_PROBLEM DETAILS_:
What lines in the data hold the string "ParseResult"? Show them.
== RECORDED INFORMATION
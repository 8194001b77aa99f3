use std::collections::HashMap;

use models::ParsedTrade;
use sha2::{Digest, Sha256};

/// Identity of a trade for duplicate detection: hash of
/// `instrument|date|entry_price|size`.
pub fn trade_fingerprint(trade: &ParsedTrade) -> String {
    let date = trade
        .date
        .map(|d| d.to_rfc3339())
        .unwrap_or_default();
    let key = format!(
        "{}|{}|{:.8}|{:.8}",
        trade.instrument.trim().to_uppercase(),
        date,
        trade.entry_price,
        trade.size
    );
    make_hash_id(&key)
}

pub fn make_hash_id(s: &str) -> String {
    let mut hasher = Sha256::new();
    hasher.update(s.as_bytes());
    let hash = hasher.finalize();
    hex::encode(hash)
}

/// A trade whose fingerprint was already seen earlier in the same file.
#[derive(Debug, Clone, Copy, PartialEq, Eq)]
pub struct DuplicateTrade {
    pub index: usize,
    pub first_index: usize,
}

/// Finds repeated trades without removing anything; the first occurrence
/// is never reported.
pub fn find_duplicate_trades(trades: &[ParsedTrade]) -> Vec<DuplicateTrade> {
    let mut first_seen: HashMap<String, usize> = HashMap::new();
    let mut duplicates = Vec::new();

    for (index, trade) in trades.iter().enumerate() {
        let sig = trade_fingerprint(trade);
        match first_seen.get(&sig) {
            Some(&first_index) => duplicates.push(DuplicateTrade { index, first_index }),
            None => {
                first_seen.insert(sig, index);
            }
        }
    }

    duplicates
}
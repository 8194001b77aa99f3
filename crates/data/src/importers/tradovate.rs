use models::{Broker, Direction, ParseResult, ParsedTrade, ValidationError};
use tracing::debug;
use utils::{find_column_value, has_column, infer_side, normalize_instrument, parse_timestamp_assume_utc, try_parse_number, Tz, RawRow};

use super::{is_unfilled_status, score_indicators};
use crate::csv_text::{read_table, CsvTable};
use crate::report::{FillCells, ParseSession};
use crate::{BrokerParser, ImportContext, Result};

const HEADER_INDICATORS: &[&str] = &[
    "boughtTimestamp",
    "soldTimestamp",
    "buyFillId",
    "sellFillId",
    "_priceFormat",
    "_tickSize",
    "filledQty",
    "B/S",
    "Fill Time",
    "Product Description",
    "decimalFillAvg",
];

const SYMBOL: &[&str] = &["symbol", "Contract", "Product"];
const SIDE: &[&str] = &["B/S", "Side", "Buy/Sell"];
const FILLED_QTY: &[&str] = &["filledQty", "Filled Qty", "Quantity", "qty"];
const AVG_PRICE: &[&str] = &["avgPrice", "Avg Fill Price", "decimalFillAvg", "Price"];
const FILL_TIME: &[&str] = &["Fill Time", "Timestamp", "Date"];

/// Tradovate exports come in two shapes: the Performance report (one row per
/// round trip, with separate bought/sold timestamps) and the Orders report
/// (one row per order, matched here with FIFO). Tradovate writes timestamps
/// without a zone; they are UTC.
pub struct TradovateParser {
    ctx: ImportContext,
}

impl TradovateParser {
    pub fn new(ctx: ImportContext) -> Self {
        Self { ctx }
    }

    fn is_performance_export(headers: &[String]) -> bool {
        has_column(headers, &["boughtTimestamp"]) && has_column(headers, &["soldTimestamp"])
    }

    fn parse_performance(&self, table: &CsvTable, session: &mut ParseSession<'_>) {
        for row in &table.rows {
            session.row_seen();
            if let Some(trade) = self.performance_row(row, session) {
                session.push_trade(trade);
            }
        }
    }

    fn performance_row(&self, row: &RawRow, session: &mut ParseSession<'_>) -> Option<ParsedTrade> {
        let line = row.index;
        let Some(symbol) = find_column_value(row, SYMBOL) else {
            session.reject_row(ValidationError::error(line, "instrument", "", "Missing symbol"));
            return None;
        };

        let bought_raw = find_column_value(row, &["boughtTimestamp"]).unwrap_or("");
        let sold_raw = find_column_value(row, &["soldTimestamp"]).unwrap_or("");
        let (Some(bought), Some(sold)) = (parse_timestamp_assume_utc(bought_raw), parse_timestamp_assume_utc(sold_raw)) else {
            session.reject_row(
                ValidationError::error(line, "date", format!("{} / {}", bought_raw, sold_raw), "Bought/sold timestamp could not be parsed")
                    .with_suggestion("Expected e.g. 01/02/2024 14:30:05"),
            );
            return None;
        };

        let size = find_column_value(row, &["qty", "Quantity"])
            .and_then(try_parse_number)
            .map(f64::abs)
            .unwrap_or(0.0);
        let buy_price = find_column_value(row, &["buyPrice"]).and_then(try_parse_number).unwrap_or(0.0);
        let sell_price = find_column_value(row, &["sellPrice"]).and_then(try_parse_number).unwrap_or(0.0);
        if size <= 0.0 || buy_price <= 0.0 || sell_price <= 0.0 {
            session.issue(ValidationError::warning(line, "quantity", symbol, "Row has no quantity or price; skipped"));
            session.skip_row();
            return None;
        }

        // Bought first means the position was opened long.
        let (direction, entry_price, exit_price, entry_time, exit_time) = if bought <= sold {
            (Direction::Long, buy_price, sell_price, bought, sold)
        } else {
            (Direction::Short, sell_price, buy_price, sold, bought)
        };

        let instrument = normalize_instrument(symbol);
        let pnl = match find_column_value(row, &["pnl", "P&L", "Profit"]).and_then(try_parse_number) {
            Some(pnl) => pnl,
            None => {
                let multiplier = session.multiplier(line, &instrument);
                (sell_price - buy_price) * size * multiplier
            }
        };

        let mut notes = format!("Imported from {} (performance report", Broker::Tradovate.display_name());
        if let Some(duration) = find_column_value(row, &["duration"]) {
            notes.push_str(&format!(", held {}", duration));
        }
        notes.push(')');

        Some(ParsedTrade {
            date: Some(entry_time),
            exit_date: Some(exit_time),
            instrument,
            direction,
            entry_price,
            exit_price,
            size,
            pnl,
            stop_loss: None,
            take_profit: None,
            commission: None,
            notes,
            setup_name: None,
            source_row: line,
        })
    }

    fn parse_orders(&self, table: &CsvTable, session: &mut ParseSession<'_>) {
        for row in &table.rows {
            session.row_seen();
            if let Some(status) = find_column_value(row, &["Status"]) {
                if !status.to_lowercase().contains("filled") || is_unfilled_status(Some(status), &["cancel", "reject"]) {
                    debug!("Tradovate row {}: skipping status '{}'", row.index, status);
                    session.skip_row();
                    continue;
                }
            }

            let side_raw = find_column_value(row, SIDE).unwrap_or("");
            session.add_fill(
                row.index,
                FillCells {
                    time: find_column_value(row, FILL_TIME),
                    symbol: find_column_value(row, SYMBOL),
                    side: infer_side(side_raw),
                    side_raw,
                    quantity: find_column_value(row, FILLED_QTY),
                    price: find_column_value(row, AVG_PRICE),
                    commission: find_column_value(row, &["Commission", "Fees"]),
                },
                Tz::UTC,
            );
        }
    }
}

impl BrokerParser for TradovateParser {
    fn broker(&self) -> Broker {
        Broker::Tradovate
    }

    fn context(&self) -> &ImportContext {
        &self.ctx
    }

    fn detect(&self, content: &str, headers: &[String]) -> f64 {
        score_indicators(content, headers, HEADER_INDICATORS, &[])
    }

    fn parse(&self, content: &str) -> Result<ParseResult> {
        let table = read_table(content)?;
        let mut session = ParseSession::new(Broker::Tradovate, &self.ctx);
        if Self::is_performance_export(&table.headers) {
            debug!("Tradovate performance report with {} rows", table.rows.len());
            self.parse_performance(&table, &mut session);
        } else {
            debug!("Tradovate orders report with {} rows", table.rows.len());
            self.parse_orders(&table, &mut session);
        }
        Ok(session.finish())
    }
}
====
_RESPONSE AREA_:
use models::{Broker, Direction, ParseResult, ParsedTrade, ValidationError};
    fn parse(&self, content: &str) -> Result<ParseResult> {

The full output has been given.